Stored data:
• • •
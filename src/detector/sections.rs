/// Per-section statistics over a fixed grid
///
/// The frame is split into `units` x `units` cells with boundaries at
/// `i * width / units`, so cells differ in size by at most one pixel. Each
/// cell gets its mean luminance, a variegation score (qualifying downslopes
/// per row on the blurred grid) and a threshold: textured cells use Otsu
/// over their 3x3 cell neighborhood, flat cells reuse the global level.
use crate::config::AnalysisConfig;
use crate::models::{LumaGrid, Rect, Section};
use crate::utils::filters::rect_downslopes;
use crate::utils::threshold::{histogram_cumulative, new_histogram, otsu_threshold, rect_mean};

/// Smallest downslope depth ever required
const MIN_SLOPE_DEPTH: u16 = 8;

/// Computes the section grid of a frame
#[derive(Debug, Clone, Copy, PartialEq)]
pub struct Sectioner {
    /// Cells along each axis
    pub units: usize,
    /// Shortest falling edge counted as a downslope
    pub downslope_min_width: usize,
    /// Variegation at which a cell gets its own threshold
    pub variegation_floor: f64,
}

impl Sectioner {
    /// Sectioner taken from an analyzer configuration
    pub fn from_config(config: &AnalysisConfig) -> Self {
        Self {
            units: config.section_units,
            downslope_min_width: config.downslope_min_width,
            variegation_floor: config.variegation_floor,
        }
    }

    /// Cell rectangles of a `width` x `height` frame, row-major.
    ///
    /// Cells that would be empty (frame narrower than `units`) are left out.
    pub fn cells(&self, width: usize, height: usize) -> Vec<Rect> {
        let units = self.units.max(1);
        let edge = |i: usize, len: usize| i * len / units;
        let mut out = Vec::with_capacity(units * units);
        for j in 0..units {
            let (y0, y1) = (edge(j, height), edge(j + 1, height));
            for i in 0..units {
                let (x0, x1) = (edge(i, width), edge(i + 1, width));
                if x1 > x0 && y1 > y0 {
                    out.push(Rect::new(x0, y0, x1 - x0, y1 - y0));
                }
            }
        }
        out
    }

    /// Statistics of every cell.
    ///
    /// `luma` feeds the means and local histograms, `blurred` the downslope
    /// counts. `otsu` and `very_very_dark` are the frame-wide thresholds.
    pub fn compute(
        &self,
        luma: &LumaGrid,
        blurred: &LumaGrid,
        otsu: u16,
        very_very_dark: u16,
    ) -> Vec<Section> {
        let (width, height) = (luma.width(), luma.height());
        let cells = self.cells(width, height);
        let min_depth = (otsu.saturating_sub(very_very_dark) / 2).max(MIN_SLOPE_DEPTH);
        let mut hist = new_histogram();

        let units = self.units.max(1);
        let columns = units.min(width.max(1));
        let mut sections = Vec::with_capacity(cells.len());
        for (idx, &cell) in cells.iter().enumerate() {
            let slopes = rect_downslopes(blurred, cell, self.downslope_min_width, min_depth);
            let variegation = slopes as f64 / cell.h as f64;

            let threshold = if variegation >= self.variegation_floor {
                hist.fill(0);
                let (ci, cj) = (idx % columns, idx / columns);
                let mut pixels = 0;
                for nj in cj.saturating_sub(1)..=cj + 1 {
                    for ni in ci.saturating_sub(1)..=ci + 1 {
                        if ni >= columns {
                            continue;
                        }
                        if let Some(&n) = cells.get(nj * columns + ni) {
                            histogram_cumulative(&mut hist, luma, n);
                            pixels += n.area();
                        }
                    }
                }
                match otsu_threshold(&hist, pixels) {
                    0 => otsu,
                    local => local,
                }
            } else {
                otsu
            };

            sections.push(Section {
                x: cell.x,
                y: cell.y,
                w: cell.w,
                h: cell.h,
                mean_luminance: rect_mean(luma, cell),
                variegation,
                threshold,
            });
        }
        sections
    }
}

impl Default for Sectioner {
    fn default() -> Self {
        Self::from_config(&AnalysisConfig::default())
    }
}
• • •
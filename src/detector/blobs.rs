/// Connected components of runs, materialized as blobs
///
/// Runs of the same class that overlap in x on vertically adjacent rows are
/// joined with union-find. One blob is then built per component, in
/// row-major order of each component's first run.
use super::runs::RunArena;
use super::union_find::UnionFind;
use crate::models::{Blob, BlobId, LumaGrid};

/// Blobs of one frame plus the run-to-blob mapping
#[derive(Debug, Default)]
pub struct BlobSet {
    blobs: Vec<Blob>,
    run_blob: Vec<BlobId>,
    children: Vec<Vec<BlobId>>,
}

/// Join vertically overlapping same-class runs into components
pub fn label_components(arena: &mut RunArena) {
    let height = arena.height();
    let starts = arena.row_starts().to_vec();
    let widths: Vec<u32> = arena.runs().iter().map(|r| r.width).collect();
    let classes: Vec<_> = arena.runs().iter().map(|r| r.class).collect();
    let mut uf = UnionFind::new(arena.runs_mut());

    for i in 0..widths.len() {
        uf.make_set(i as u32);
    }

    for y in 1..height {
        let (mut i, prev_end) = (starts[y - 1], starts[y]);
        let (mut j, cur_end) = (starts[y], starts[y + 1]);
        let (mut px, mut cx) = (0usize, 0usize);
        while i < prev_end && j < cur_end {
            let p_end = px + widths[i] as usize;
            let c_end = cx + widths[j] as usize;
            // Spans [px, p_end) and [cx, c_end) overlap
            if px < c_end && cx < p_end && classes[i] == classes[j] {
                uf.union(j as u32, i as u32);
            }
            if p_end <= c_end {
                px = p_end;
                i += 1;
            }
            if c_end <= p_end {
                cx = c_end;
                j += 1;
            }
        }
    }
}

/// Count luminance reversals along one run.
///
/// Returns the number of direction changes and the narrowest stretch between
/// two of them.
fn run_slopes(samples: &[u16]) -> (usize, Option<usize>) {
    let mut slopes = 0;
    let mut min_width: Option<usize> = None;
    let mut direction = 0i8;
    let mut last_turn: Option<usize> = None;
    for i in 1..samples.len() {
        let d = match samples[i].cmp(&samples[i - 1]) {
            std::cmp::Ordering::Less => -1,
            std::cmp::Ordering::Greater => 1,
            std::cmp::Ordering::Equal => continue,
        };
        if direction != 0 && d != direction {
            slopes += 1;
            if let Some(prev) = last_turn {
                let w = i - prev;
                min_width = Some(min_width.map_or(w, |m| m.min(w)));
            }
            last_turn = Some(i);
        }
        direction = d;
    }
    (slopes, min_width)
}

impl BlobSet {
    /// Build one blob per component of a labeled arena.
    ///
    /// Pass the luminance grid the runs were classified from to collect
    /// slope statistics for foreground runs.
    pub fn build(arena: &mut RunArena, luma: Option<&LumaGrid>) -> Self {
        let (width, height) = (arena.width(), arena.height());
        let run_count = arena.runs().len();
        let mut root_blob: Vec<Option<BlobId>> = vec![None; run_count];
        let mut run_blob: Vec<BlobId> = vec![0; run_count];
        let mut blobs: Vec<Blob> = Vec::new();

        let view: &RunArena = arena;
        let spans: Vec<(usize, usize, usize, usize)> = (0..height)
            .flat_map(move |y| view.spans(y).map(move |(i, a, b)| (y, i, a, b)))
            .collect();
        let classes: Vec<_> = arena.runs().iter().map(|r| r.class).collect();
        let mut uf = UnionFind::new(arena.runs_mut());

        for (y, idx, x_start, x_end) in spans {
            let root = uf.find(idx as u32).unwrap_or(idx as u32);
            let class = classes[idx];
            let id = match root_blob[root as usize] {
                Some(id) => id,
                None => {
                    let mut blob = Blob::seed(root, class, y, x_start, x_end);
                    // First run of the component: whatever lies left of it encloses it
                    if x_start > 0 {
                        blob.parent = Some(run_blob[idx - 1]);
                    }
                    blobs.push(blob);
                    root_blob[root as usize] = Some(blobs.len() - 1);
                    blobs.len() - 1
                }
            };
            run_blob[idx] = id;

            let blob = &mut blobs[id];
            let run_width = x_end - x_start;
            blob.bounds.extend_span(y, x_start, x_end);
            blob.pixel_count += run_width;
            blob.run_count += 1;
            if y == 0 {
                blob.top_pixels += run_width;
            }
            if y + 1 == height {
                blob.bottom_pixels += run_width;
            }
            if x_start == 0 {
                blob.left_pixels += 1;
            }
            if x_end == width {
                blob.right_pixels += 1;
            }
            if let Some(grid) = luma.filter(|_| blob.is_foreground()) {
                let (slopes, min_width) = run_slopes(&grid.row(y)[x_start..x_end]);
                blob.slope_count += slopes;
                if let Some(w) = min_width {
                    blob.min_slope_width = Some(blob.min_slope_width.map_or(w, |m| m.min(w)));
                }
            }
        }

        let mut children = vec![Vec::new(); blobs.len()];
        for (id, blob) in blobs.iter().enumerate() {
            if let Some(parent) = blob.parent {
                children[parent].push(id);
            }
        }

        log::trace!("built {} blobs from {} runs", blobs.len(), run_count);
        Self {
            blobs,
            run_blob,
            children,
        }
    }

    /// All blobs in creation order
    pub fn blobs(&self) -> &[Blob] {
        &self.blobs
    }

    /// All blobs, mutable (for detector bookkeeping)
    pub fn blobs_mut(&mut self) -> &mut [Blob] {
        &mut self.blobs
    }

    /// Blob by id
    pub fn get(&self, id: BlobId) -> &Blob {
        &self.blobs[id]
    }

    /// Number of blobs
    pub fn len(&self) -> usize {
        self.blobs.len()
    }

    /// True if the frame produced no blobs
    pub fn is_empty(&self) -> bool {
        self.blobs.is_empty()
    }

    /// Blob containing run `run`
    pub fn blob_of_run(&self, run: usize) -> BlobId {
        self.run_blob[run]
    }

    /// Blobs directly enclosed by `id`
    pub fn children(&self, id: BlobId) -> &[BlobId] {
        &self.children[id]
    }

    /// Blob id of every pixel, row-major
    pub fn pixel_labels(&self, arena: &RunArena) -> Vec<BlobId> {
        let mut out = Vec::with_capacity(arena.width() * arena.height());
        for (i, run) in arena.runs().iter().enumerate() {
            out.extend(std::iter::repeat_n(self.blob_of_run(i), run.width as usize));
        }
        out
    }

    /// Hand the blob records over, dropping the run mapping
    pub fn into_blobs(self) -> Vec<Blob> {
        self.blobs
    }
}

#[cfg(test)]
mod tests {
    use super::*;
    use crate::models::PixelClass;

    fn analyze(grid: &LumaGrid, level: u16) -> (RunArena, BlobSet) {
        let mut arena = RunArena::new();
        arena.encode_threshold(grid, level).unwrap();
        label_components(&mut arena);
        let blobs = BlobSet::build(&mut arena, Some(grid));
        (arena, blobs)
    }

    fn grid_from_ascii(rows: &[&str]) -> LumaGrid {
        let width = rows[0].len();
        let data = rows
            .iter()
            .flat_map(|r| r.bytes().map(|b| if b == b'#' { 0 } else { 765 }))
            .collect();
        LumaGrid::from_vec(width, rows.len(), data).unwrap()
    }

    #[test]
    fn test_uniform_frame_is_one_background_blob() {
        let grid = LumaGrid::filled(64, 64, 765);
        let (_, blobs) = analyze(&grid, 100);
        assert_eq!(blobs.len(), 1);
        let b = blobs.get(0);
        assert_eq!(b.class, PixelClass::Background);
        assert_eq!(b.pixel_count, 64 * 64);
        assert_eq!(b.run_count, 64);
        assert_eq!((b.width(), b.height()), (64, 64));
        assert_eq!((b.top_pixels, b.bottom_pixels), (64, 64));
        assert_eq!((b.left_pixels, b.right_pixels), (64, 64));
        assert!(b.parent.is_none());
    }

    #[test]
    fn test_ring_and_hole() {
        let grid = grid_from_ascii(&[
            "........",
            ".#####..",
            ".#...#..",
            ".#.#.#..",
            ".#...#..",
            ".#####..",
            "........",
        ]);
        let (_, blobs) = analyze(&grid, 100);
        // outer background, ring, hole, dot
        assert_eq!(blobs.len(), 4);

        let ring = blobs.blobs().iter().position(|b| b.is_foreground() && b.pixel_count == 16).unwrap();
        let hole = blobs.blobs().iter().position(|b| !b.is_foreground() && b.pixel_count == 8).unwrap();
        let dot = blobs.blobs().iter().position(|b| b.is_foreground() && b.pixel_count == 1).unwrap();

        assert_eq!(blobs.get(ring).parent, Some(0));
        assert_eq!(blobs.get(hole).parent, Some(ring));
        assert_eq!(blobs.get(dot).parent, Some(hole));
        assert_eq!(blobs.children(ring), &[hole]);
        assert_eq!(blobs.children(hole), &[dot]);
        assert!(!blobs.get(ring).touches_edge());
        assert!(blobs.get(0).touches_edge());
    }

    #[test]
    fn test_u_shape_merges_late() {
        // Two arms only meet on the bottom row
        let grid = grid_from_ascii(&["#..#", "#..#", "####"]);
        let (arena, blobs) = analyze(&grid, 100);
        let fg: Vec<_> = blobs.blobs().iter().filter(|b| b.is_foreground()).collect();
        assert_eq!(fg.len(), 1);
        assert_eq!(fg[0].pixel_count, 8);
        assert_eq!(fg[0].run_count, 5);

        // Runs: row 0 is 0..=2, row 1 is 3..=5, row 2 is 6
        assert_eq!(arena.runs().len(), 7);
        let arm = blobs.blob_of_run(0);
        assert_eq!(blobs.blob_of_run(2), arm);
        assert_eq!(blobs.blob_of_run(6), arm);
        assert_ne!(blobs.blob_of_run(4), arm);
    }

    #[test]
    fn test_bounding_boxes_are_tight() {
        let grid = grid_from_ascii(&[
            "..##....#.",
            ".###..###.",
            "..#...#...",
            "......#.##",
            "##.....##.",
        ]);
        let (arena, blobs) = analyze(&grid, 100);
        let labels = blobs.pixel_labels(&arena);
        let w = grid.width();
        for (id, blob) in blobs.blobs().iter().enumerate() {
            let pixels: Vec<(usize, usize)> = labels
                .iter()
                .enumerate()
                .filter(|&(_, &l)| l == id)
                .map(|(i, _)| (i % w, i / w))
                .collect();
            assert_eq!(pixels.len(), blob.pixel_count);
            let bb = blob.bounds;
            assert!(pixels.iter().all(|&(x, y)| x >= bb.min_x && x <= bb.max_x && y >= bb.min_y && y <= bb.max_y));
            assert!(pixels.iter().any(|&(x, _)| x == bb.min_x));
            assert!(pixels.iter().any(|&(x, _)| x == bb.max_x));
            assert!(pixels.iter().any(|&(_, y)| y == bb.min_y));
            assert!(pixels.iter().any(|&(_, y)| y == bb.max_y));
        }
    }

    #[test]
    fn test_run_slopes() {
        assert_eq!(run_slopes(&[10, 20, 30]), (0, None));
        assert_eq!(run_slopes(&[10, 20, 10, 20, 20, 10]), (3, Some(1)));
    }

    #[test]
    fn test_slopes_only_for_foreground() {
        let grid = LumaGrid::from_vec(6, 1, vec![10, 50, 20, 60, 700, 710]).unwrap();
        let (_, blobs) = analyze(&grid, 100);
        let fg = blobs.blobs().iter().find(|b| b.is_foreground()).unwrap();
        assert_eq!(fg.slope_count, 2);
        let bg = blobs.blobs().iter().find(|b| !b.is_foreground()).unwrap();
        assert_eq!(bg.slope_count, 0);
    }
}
• • •
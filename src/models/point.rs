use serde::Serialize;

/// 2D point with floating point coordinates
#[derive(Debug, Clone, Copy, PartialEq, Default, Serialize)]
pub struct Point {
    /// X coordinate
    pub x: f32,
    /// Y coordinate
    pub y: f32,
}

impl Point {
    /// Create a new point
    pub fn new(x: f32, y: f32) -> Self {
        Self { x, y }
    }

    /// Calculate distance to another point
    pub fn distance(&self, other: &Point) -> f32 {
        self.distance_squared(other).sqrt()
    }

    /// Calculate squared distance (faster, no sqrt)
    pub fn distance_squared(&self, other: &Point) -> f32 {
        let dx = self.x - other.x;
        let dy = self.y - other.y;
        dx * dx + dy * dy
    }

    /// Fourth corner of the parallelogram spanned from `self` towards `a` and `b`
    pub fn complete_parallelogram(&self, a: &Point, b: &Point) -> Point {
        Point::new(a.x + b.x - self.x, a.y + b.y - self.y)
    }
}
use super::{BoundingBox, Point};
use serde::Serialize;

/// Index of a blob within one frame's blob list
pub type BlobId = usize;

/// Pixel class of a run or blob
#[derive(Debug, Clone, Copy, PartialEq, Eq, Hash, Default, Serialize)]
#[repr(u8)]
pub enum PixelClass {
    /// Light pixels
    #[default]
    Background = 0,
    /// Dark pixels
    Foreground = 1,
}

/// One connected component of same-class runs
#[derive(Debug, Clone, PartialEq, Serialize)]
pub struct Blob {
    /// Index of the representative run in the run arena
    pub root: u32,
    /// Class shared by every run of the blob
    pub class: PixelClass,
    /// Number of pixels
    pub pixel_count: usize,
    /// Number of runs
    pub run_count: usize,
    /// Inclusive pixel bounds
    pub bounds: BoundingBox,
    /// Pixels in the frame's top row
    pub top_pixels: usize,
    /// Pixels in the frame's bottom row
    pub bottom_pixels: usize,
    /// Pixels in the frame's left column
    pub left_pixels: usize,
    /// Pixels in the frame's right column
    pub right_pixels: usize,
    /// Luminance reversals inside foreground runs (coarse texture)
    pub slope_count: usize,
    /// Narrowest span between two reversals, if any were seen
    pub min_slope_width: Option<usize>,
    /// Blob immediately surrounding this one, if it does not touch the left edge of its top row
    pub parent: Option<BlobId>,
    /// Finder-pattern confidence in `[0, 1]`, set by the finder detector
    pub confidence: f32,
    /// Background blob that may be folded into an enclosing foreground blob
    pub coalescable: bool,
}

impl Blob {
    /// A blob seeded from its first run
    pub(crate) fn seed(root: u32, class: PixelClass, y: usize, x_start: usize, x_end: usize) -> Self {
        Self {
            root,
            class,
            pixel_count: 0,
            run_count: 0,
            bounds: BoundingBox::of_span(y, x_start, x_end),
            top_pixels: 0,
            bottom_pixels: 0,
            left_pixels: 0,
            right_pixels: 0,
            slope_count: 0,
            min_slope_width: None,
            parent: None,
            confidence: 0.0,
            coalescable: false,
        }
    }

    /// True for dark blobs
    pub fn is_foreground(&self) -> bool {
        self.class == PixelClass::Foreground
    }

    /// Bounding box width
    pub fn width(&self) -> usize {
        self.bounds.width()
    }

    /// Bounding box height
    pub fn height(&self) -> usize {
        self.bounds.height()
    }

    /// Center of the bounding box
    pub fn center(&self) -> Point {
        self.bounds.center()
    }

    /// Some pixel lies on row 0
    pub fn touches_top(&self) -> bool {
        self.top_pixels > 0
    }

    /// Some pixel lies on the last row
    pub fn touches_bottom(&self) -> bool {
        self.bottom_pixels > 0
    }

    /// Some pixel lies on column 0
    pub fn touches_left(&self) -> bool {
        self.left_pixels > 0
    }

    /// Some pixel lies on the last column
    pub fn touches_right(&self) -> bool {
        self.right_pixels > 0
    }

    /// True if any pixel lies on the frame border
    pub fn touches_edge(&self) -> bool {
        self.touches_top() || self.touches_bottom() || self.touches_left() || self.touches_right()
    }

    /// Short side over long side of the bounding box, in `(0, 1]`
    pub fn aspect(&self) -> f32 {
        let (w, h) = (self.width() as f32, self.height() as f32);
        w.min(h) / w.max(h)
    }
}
• • •
### [WHAT TO WORK ON]
Your task is to copy every line in the entries that holds the string "local".

### [TASK SOLUTION]
    /// `luma` feeds the means and local histograms, `blurred` the downslope
                    local => local,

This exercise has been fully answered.